Copy each line of the records below that mentions the word "response".

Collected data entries
_ _ _ _

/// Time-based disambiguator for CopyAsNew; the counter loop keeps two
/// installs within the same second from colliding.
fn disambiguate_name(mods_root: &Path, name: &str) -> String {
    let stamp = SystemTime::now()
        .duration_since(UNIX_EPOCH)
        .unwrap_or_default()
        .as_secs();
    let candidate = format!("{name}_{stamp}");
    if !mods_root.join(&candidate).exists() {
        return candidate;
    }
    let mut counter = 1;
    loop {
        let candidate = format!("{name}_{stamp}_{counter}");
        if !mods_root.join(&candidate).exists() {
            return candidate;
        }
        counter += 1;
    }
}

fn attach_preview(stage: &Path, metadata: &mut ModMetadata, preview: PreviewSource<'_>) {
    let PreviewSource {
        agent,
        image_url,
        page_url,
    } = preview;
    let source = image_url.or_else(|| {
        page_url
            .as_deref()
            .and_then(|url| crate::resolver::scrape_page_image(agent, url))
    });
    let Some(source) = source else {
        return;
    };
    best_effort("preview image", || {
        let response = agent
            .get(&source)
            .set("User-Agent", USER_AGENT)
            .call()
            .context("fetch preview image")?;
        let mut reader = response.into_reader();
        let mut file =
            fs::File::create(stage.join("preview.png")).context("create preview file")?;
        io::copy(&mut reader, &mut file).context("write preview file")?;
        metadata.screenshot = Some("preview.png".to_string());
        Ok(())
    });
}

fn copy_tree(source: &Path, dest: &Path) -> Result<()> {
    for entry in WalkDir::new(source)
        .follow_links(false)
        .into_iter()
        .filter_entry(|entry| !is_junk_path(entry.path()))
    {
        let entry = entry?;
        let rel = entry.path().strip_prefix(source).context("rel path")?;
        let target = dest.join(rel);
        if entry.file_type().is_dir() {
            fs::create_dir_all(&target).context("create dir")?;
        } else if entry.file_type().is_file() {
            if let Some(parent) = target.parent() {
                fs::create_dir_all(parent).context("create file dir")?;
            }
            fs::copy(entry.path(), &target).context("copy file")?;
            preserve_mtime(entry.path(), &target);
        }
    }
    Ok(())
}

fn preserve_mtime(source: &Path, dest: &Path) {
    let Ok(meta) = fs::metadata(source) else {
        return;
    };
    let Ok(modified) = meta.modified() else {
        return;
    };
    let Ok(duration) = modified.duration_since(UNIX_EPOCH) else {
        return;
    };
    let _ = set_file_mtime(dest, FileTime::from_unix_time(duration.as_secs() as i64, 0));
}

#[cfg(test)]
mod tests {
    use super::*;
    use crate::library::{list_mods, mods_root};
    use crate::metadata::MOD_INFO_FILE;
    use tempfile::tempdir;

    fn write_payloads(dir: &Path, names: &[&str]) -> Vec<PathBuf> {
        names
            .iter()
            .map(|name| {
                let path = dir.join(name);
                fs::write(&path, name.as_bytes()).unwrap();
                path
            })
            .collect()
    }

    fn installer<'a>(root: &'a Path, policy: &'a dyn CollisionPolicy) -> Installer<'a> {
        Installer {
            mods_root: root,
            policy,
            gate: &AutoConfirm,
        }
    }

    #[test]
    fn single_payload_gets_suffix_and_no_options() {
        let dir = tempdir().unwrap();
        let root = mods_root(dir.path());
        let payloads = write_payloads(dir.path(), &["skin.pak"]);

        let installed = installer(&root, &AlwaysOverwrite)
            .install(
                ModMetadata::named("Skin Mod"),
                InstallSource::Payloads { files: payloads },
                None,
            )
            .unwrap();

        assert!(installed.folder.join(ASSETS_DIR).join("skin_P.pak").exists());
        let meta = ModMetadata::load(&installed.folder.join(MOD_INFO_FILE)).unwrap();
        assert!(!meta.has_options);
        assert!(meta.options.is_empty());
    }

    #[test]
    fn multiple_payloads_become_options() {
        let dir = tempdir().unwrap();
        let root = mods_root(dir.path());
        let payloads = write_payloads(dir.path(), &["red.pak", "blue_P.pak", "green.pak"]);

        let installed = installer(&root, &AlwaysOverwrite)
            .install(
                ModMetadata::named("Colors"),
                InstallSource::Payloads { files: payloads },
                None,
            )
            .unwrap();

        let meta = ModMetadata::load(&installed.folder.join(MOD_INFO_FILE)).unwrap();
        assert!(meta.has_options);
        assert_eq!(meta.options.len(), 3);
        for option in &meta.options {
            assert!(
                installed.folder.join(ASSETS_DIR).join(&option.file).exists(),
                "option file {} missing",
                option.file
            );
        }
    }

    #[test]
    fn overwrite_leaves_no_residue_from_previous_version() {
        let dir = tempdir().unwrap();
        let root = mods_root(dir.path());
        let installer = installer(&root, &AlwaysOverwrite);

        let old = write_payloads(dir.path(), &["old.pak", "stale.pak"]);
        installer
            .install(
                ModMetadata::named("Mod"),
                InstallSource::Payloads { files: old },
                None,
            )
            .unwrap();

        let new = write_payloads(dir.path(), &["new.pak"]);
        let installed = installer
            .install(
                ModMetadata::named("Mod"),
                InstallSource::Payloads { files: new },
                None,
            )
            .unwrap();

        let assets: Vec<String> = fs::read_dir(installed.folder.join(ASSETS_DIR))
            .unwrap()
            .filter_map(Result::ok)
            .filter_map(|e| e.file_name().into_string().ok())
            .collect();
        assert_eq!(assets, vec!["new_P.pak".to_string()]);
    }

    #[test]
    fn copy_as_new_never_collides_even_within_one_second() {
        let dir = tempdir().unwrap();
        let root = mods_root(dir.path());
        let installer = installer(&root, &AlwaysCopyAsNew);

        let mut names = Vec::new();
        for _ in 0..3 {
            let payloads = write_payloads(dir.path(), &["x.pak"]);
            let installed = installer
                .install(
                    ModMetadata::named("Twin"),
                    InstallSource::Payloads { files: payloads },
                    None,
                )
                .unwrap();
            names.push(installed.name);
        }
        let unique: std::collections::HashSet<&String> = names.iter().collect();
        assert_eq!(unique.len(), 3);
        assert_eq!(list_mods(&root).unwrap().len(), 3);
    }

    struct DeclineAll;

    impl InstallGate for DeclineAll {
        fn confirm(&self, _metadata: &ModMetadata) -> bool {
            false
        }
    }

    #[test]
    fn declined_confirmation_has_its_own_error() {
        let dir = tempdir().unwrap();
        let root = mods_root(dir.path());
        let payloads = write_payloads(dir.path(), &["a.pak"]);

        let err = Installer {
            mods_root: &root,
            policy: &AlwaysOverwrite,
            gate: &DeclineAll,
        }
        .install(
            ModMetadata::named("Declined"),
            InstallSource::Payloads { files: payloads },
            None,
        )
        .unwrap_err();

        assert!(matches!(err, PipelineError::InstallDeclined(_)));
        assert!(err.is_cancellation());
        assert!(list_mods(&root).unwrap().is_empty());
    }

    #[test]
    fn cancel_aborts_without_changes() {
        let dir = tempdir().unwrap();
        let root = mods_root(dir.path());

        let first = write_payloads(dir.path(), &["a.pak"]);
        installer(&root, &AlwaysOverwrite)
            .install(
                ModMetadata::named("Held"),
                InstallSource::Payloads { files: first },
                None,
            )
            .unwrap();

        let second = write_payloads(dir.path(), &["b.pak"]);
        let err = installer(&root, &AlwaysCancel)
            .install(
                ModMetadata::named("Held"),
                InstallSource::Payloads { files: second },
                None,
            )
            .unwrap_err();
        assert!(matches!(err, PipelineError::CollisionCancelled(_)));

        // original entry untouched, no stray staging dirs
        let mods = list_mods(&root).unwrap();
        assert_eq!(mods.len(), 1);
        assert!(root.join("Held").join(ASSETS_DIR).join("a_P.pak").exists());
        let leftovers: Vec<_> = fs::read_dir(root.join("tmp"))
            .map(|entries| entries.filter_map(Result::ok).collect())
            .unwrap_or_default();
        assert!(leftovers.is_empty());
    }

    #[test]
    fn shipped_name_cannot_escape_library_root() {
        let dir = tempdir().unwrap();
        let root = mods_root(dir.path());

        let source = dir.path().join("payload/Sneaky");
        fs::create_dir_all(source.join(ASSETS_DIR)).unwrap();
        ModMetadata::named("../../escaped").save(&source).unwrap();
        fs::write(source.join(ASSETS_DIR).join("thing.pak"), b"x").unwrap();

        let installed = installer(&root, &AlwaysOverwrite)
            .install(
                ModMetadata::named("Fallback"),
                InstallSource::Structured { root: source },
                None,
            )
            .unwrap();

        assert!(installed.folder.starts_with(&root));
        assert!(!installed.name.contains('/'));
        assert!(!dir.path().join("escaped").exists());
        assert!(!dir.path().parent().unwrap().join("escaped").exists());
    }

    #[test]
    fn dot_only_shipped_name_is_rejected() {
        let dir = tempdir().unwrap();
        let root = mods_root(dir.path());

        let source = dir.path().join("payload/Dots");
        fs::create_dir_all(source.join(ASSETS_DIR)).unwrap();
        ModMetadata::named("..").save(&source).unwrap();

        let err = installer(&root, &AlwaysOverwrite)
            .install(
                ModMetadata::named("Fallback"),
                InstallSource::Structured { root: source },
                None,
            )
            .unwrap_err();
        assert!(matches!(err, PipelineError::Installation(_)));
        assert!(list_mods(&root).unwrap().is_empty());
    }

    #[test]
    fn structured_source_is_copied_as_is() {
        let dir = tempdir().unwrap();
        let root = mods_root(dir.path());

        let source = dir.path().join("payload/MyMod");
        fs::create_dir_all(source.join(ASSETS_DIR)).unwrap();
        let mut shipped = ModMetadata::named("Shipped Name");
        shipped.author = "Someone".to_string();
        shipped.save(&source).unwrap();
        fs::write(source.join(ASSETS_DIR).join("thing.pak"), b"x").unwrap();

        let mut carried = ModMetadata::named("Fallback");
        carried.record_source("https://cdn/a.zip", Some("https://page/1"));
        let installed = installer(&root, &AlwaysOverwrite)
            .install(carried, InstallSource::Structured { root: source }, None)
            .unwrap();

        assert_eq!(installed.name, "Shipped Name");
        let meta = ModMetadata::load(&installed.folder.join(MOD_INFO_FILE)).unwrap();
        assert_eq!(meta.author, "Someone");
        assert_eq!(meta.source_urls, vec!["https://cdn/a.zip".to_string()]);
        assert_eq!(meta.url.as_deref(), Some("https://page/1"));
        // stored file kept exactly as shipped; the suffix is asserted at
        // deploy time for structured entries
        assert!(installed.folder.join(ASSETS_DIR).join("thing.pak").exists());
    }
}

_ _ _ _

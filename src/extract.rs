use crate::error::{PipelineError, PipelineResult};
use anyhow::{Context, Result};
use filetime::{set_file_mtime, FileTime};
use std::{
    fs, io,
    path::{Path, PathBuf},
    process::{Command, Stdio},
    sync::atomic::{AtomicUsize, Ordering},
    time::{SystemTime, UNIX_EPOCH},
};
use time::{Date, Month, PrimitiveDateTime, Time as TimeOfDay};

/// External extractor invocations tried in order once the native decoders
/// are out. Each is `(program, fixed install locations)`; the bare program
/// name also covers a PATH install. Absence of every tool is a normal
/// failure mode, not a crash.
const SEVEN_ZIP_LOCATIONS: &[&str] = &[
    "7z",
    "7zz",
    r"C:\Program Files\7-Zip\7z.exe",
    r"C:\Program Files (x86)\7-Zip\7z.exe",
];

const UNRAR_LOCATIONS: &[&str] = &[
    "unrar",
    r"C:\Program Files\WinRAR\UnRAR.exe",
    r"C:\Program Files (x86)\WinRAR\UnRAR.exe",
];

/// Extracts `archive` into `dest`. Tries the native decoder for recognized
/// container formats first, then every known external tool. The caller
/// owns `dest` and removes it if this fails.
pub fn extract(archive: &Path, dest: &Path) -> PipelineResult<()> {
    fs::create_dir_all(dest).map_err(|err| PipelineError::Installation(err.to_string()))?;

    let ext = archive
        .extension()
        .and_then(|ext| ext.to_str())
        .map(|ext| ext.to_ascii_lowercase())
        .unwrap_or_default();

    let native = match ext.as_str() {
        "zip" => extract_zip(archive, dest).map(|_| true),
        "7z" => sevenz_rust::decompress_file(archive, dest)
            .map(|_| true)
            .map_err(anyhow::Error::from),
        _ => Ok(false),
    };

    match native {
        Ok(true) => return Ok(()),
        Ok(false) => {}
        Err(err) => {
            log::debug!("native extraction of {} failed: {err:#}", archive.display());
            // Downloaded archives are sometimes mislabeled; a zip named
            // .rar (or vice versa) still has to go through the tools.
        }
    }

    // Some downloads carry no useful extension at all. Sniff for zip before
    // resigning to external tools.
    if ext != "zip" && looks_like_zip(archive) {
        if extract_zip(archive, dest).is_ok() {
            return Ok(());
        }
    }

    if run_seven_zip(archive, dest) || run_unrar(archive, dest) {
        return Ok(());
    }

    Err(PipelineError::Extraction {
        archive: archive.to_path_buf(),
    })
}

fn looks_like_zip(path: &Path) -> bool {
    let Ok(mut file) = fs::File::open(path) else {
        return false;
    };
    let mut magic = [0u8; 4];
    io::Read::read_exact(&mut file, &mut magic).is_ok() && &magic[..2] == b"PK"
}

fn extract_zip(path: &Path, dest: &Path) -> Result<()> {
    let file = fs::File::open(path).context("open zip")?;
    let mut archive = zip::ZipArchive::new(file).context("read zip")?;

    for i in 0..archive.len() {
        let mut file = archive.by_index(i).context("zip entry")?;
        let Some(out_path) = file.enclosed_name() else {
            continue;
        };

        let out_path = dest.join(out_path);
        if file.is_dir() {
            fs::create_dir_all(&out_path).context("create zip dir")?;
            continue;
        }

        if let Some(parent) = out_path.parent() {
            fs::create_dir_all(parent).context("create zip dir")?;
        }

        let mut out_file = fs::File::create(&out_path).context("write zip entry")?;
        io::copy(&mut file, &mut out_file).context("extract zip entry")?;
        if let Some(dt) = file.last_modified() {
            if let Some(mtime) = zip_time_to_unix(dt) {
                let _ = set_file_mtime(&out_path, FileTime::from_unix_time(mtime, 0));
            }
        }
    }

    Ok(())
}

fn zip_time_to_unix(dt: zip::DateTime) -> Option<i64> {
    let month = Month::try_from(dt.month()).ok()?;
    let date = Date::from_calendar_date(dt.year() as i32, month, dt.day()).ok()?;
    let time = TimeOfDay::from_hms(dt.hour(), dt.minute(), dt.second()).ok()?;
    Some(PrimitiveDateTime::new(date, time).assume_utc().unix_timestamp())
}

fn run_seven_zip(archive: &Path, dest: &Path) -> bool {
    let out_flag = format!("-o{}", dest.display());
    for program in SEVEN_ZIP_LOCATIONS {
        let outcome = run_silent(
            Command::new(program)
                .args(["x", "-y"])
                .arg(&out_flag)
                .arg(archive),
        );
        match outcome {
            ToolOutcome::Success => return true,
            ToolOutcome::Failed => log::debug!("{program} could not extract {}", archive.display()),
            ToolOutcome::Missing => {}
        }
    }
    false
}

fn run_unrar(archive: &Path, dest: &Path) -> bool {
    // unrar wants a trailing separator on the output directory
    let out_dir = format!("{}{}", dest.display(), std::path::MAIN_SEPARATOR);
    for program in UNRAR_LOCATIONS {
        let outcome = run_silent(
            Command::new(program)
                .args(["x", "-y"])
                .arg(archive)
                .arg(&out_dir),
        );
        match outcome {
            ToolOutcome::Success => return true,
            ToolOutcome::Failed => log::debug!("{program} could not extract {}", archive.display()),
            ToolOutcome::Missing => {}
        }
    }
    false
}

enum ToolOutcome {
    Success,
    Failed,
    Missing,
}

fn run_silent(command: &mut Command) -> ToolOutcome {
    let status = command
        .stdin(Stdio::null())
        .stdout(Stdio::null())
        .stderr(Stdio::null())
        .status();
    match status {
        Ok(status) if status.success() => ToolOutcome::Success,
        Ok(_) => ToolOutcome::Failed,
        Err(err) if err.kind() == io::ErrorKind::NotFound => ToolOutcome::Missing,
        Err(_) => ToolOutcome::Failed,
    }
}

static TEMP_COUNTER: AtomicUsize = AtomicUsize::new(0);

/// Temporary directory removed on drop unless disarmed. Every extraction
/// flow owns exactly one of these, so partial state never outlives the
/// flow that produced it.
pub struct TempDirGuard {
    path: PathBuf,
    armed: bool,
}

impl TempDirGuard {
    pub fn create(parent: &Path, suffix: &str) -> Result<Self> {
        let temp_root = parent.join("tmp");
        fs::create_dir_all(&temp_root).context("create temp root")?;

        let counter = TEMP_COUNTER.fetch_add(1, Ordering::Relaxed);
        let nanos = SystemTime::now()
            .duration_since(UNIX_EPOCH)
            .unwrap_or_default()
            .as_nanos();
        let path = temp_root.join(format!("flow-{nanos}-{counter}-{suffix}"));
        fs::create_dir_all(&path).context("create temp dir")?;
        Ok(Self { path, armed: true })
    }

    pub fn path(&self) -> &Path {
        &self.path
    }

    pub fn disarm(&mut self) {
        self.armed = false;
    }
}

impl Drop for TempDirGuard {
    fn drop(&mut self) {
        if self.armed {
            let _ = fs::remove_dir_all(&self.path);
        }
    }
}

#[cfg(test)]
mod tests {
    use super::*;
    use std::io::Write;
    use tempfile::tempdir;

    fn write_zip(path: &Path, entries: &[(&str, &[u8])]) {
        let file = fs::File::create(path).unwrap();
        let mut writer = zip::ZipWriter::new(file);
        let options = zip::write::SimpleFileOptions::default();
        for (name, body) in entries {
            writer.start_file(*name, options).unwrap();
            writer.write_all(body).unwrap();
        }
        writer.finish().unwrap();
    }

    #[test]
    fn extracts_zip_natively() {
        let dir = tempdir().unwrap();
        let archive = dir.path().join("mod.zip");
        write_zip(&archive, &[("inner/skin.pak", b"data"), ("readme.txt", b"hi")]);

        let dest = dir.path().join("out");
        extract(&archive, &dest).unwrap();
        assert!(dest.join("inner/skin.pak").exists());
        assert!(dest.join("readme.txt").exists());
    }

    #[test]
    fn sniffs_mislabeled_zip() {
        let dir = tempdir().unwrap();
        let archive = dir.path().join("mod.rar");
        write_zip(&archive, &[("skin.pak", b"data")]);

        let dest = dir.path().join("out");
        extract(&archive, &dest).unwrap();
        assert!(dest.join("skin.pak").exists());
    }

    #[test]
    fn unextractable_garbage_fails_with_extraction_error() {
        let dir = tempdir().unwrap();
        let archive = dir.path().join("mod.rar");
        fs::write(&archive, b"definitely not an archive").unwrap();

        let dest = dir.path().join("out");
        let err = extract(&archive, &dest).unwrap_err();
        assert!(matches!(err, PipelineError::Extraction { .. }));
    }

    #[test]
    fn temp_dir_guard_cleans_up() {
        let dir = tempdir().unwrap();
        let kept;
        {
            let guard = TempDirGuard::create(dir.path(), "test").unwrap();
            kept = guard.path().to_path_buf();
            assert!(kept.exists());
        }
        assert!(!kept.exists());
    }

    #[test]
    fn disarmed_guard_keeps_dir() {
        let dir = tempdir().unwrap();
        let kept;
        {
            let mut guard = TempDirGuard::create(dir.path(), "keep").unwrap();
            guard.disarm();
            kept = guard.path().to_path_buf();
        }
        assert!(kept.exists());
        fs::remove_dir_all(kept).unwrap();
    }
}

_ _ _ _

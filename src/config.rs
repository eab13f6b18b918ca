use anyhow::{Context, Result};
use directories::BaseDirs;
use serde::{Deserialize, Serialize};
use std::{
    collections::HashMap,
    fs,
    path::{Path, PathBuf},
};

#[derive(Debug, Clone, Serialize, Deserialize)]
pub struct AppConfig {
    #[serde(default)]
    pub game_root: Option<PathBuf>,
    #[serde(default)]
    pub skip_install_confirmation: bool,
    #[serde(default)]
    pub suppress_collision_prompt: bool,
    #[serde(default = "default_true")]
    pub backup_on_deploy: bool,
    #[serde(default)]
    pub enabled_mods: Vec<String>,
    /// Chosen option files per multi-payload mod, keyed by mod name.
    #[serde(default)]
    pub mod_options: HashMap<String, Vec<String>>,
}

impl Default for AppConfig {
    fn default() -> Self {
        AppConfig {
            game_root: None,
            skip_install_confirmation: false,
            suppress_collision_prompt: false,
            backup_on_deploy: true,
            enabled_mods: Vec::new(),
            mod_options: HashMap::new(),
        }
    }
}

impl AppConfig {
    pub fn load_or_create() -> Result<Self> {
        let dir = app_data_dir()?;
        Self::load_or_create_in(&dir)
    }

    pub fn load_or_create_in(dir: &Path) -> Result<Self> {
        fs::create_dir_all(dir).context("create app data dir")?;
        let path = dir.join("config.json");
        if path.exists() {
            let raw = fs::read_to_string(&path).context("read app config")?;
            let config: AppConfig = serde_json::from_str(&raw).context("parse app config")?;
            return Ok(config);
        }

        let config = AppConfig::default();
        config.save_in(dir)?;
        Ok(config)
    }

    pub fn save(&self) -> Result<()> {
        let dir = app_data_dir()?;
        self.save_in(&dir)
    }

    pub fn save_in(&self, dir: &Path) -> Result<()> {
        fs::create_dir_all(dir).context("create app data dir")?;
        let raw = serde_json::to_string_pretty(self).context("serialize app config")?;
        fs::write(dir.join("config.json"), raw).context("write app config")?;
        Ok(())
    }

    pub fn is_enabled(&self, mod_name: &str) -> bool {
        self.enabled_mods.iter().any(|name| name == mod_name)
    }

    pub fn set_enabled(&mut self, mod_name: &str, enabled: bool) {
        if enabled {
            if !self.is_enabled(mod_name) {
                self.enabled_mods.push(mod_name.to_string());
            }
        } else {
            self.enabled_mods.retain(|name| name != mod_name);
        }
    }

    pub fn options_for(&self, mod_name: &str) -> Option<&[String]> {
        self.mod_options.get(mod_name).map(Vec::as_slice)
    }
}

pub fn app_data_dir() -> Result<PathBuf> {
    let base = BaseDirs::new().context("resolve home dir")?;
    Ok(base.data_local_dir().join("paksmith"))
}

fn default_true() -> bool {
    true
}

_ _ _ _

## Reply
        let response = agent
        let mut reader = response.into_reader();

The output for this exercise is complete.